START INPUT

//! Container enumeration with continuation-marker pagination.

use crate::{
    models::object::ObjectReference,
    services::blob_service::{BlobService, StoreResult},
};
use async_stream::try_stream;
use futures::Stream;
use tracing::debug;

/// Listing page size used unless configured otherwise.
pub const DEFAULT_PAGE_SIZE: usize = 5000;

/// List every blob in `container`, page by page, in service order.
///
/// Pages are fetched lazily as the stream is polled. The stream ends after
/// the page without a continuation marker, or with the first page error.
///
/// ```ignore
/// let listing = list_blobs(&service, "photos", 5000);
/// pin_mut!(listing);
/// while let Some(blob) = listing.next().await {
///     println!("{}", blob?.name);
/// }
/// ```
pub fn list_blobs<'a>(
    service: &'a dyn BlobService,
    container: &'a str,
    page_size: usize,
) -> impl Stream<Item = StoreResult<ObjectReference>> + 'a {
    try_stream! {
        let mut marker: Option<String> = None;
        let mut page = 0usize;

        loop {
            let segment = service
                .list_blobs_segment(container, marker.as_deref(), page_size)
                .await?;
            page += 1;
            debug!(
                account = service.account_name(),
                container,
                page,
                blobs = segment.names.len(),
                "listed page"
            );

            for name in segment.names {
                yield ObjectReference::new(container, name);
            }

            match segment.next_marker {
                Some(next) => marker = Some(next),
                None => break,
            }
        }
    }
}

END INPUT
START INPUT

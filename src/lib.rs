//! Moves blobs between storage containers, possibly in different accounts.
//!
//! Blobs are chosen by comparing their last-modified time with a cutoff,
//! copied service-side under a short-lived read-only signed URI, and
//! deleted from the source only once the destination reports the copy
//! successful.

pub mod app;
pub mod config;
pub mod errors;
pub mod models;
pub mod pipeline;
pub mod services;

END INPUT

# PROBLEM REQUIREMENTS
The range runs from the line above containing "pub mod models;" to the line containing "pub mod services;", inclusive. Restate those lines word for word and no others.

# OUTPUT OF THE TASK
pub mod models;
pub mod pipeline;
pub mod services;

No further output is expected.